**ASSIGNMENT:**
Read through the records below and copy each line that uses the word "Outcome".

**INPUT DATA:**
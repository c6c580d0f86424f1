//! Pipeline configuration.

use quire_core::{
  config::{ChunkingConfig, IngestConfig, RetrievalConfig},
  quota::QuotaConfig,
};
use serde::{Deserialize, Serialize};

#[derive(Debug, Clone, Copy, PartialEq, Eq, Serialize, Deserialize)]
#[serde(default)]
pub struct RagConfig {
  pub chunking:           ChunkingConfig,
  pub retrieval:          RetrievalConfig,
  pub ingest:             IngestConfig,
  pub quota:              QuotaConfig,
  /// Timeout for fetching a document by its download URL.
  pub fetch_timeout_secs: u64,
}

impl Default for RagConfig {
  fn default() -> Self {
    Self {
      chunking:           ChunkingConfig::default(),
      retrieval:          RetrievalConfig::default(),
      ingest:             IngestConfig::default(),
      quota:              QuotaConfig::default(),
      fetch_timeout_secs: 60,
    }
  }
}
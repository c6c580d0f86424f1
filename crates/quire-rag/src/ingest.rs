//! Ingestion: download URL → pages → chunks → embeddings → vector namespace.

use quire_core::{
  document::{Document, UserId},
  llm::Embedder,
  vector::{VectorIndex, VectorRecord},
};
use serde::{Deserialize, Serialize};
use tracing::{debug, info};
use uuid::Uuid;

use crate::{Backend, Rag, RagError, Result};

#[derive(Debug, Clone, PartialEq, Eq, Serialize, Deserialize)]
pub struct IngestReport {
  pub namespace: String,
  /// Vectors in the namespace after ingestion.
  pub chunks:    u64,
  /// True when the namespace was already populated and nothing was embedded.
  pub reused:    bool,
}

/// Vector ids are derived from the document and chunk position, so writing
/// the same chunk twice overwrites rather than duplicates.
fn vector_id(document_id: Uuid, index: u32) -> Uuid {
  Uuid::new_v5(&document_id, &index.to_be_bytes())
}

impl<B: Backend> Rag<B> {
  /// Embed a document into its vector namespace unless that namespace
  /// already holds vectors.
  pub async fn ingest(&self, user: &UserId, document_id: Uuid) -> Result<IngestReport> {
    let document = self.document(user, document_id).await?;
    self.ingest_document(&document).await
  }

  pub(crate) async fn ingest_document(&self, document: &Document) -> Result<IngestReport> {
    let namespace = document.namespace();
    let vectors = &self.services.vectors;

    if vectors.namespace_exists(&namespace).await.map_err(RagError::vectors)? {
      let chunks = vectors.count(&namespace).await.map_err(RagError::vectors)?;
      info!(%namespace, chunks, "namespace already populated, reusing");
      return Ok(IngestReport { namespace, chunks, reused: true });
    }

    let url = document
      .download_url
      .as_deref()
      .ok_or(RagError::DownloadUrlMissing(document.document_id))?;

    info!(document_id = %document.document_id, "fetching document");
    let bytes = self.fetcher.fetch(url).await?;

    let mut pages = tokio::task::spawn_blocking(move || quire_text::load_pdf(&bytes)).await??;
    if let Some(max) = self.config.ingest.max_pages {
      pages.truncate(max);
    }
    let chunks = self.splitter.split_pages(&pages);
    debug!(pages = pages.len(), chunks = chunks.len(), "split document");

    info!(%namespace, "generating embeddings");
    let batch_size = self.config.ingest.embed_batch_size.max(1);
    let mut records = Vec::with_capacity(chunks.len());
    for batch in chunks.chunks(batch_size) {
      let texts: Vec<String> = batch.iter().map(|c| c.text.clone()).collect();
      let embeddings = self
        .services
        .embedder
        .embed_documents(&texts)
        .await
        .map_err(RagError::model)?;
      if embeddings.len() != batch.len() {
        return Err(RagError::Model(
          format!("embedder returned {} vectors for {} chunks", embeddings.len(), batch.len())
            .into(),
        ));
      }
      records.extend(batch.iter().cloned().zip(embeddings).map(|(chunk, embedding)| {
        VectorRecord { id: vector_id(document.document_id, chunk.index), chunk, embedding }
      }));
    }

    // One upsert at the end: a failure part-way leaves the namespace empty,
    // so the next attempt starts over instead of reusing a partial index.
    let total = records.len() as u64;
    vectors.upsert(&namespace, records).await.map_err(RagError::vectors)?;
    info!(%namespace, chunks = total, "stored embeddings");

    Ok(IngestReport { namespace, chunks: total, reused: false })
  }
}

#[cfg(test)]
mod tests {
  use super::*;

  #[test]
  fn vector_ids_are_stable_per_chunk() {
    let doc = Uuid::new_v4();
    assert_eq!(vector_id(doc, 3), vector_id(doc, 3));
    assert_ne!(vector_id(doc, 3), vector_id(doc, 4));
    assert_ne!(vector_id(doc, 3), vector_id(Uuid::new_v4(), 3));
  }
}
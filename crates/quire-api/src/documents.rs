//! Handlers for `/me` and `/documents` endpoints.
//!
//! | Method   | Path | Notes |
//! |----------|------|-------|
//! | `GET`    | `/me` | Plan and document count |
//! | `GET`    | `/documents` | Newest first |
//! | `POST`   | `/documents?name=<file name>` | Raw PDF body; NDJSON progress stream |
//! | `GET`    | `/documents/{id}` | 404 if not found |
//! | `DELETE` | `/documents/{id}` | Quota refusals are `200` with `success: false` |
//! | `GET`    | `/documents/{id}/file` | PDF bytes; honours `If-None-Match` |
//! | `POST`   | `/documents/{id}/ingest` | Embed now if not yet embedded |

use std::convert::Infallible;

use axum::{
  Json,
  body::Body,
  extract::{Path, Query, State, rejection::BytesRejection},
  http::{HeaderMap, HeaderValue, StatusCode, header},
  response::{IntoResponse, Response},
};
use bytes::Bytes;
use futures::{StreamExt as _, stream};
use quire_core::document::Document;
use quire_rag::{Backend, IngestReport, Outcome, RagError, Subscription, UploadRequest};
use serde::Deserialize;
use serde_json::json;
use uuid::Uuid;

use crate::{AppState, Caller, error::ApiError};

pub const NDJSON: &str = "application/x-ndjson";

// ─── Me ───────────────────────────────────────────────────────────────────────

/// `GET /me`
pub async fn me<B: Backend>(
  State(state): State<AppState<B>>,
  Caller(user): Caller,
) -> Result<Json<Subscription>, ApiError> {
  Ok(Json(state.rag.subscription(&user).await?))
}

// ─── List / get ───────────────────────────────────────────────────────────────

/// `GET /documents`
pub async fn list<B: Backend>(
  State(state): State<AppState<B>>,
  Caller(user): Caller,
) -> Result<Json<Vec<Document>>, ApiError> {
  Ok(Json(state.rag.documents(&user).await?))
}

/// `GET /documents/{id}`
pub async fn get_one<B: Backend>(
  State(state): State<AppState<B>>,
  Caller(user): Caller,
  Path(id): Path<Uuid>,
) -> Result<Json<Document>, ApiError> {
  Ok(Json(state.rag.document(&user, id).await?))
}

// ─── Upload ───────────────────────────────────────────────────────────────────

#[derive(Debug, Deserialize)]
pub struct UploadParams {
  pub name: String,
}

fn ndjson_line(value: &impl serde::Serialize) -> Bytes {
  let mut line = serde_json::to_vec(value).unwrap_or_default();
  line.push(b'\n');
  Bytes::from(line)
}

/// `POST /documents?name=<file name>`
///
/// The body is the raw file; its type comes from `Content-Type`. Validation
/// failures are answered with a plain error status. Once the upload starts,
/// the response is one JSON [`quire_rag::UploadEvent`] per line; an error after that
/// point is reported as a final `{"status":"failed","error":...}` line.
/// Closing the connection cancels the upload.
pub async fn upload<B: Backend>(
  State(state): State<AppState<B>>,
  Caller(user): Caller,
  Query(params): Query<UploadParams>,
  headers: HeaderMap,
  body: Result<Bytes, BytesRejection>,
) -> Result<Response, ApiError> {
  let bytes = body.map_err(|rejection| {
    if rejection.status() == StatusCode::PAYLOAD_TOO_LARGE {
      ApiError::PayloadTooLarge(format!("uploads are limited to {} bytes", state.max_upload_bytes))
    } else {
      ApiError::BadRequest(rejection.body_text())
    }
  })?;
  let mime_type = headers
    .get(header::CONTENT_TYPE)
    .and_then(|v| v.to_str().ok())
    .unwrap_or_default()
    .to_owned();

  let mut events = state.rag.upload(user, UploadRequest { name: params.name, mime_type, bytes });

  // Surface validation errors as a status code rather than a stream line.
  let first = match events.next().await {
    Some(Ok(event)) => event,
    Some(Err(e)) => return Err(e.into()),
    None => return Err(ApiError::Internal("upload produced no events".into())),
  };

  let lines = stream::once(async move { Ok::<_, RagError>(first) })
    .chain(events)
    .map(|item| match item {
      Ok(event) => ndjson_line(&event),
      Err(e) => {
        tracing::warn!(error = %e, "upload failed mid-stream");
        ndjson_line(&json!({ "status": "failed", "error": e.to_string() }))
      }
    })
    .map(Ok::<_, Infallible>);

  Ok(([(header::CONTENT_TYPE, NDJSON)], Body::from_stream(lines)).into_response())
}

// ─── Delete ───────────────────────────────────────────────────────────────────

/// `DELETE /documents/{id}`
pub async fn delete_one<B: Backend>(
  State(state): State<AppState<B>>,
  Caller(user): Caller,
  Path(id): Path<Uuid>,
) -> Result<Json<Outcome>, ApiError> {
  Ok(Json(state.rag.delete(&user, id).await?))
}

// ─── Download ─────────────────────────────────────────────────────────────────

/// `GET /documents/{id}/file`
///
/// The ETag is the SHA-256 of the stored bytes.
pub async fn download<B: Backend>(
  State(state): State<AppState<B>>,
  Caller(user): Caller,
  Path(id): Path<Uuid>,
  headers: HeaderMap,
) -> Result<Response, ApiError> {
  let document = state.rag.document(&user, id).await?;
  let etag = format!("\"{}\"", document.sha256);

  let fresh = headers
    .get(header::IF_NONE_MATCH)
    .and_then(|v| v.to_str().ok())
    .is_some_and(|v| v.split(',').any(|tag| tag.trim() == etag || tag.trim() == "*"));
  if fresh {
    return Ok((StatusCode::NOT_MODIFIED, [(header::ETAG, etag)]).into_response());
  }

  let download = state.rag.download(&user, id).await?;
  let header_value =
    |v: String| HeaderValue::from_str(&v).map_err(|e| ApiError::Internal(e.to_string()));
  let safe_name = document.name.replace(['"', '\\'], "_");

  let headers = [
    (header::CONTENT_TYPE, header_value(document.mime_type)?),
    (header::ETAG, header_value(etag)?),
    (header::CONTENT_DISPOSITION, header_value(format!("inline; filename=\"{safe_name}\""))?),
  ];
  Ok((headers, download.bytes).into_response())
}

// ─── Ingest ───────────────────────────────────────────────────────────────────

/// `POST /documents/{id}/ingest`
pub async fn ingest<B: Backend>(
  State(state): State<AppState<B>>,
  Caller(user): Caller,
  Path(id): Path<Uuid>,
) -> Result<Json<IngestReport>, ApiError> {
  Ok(Json(state.rag.ingest(&user, id).await?))
}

**SOLUTION TO THE PROBLEM:**
use quire_rag::{Backend, IngestReport, Outcome, RagError, Subscription, UploadRequest};
) -> Result<Json<Outcome>, ApiError> {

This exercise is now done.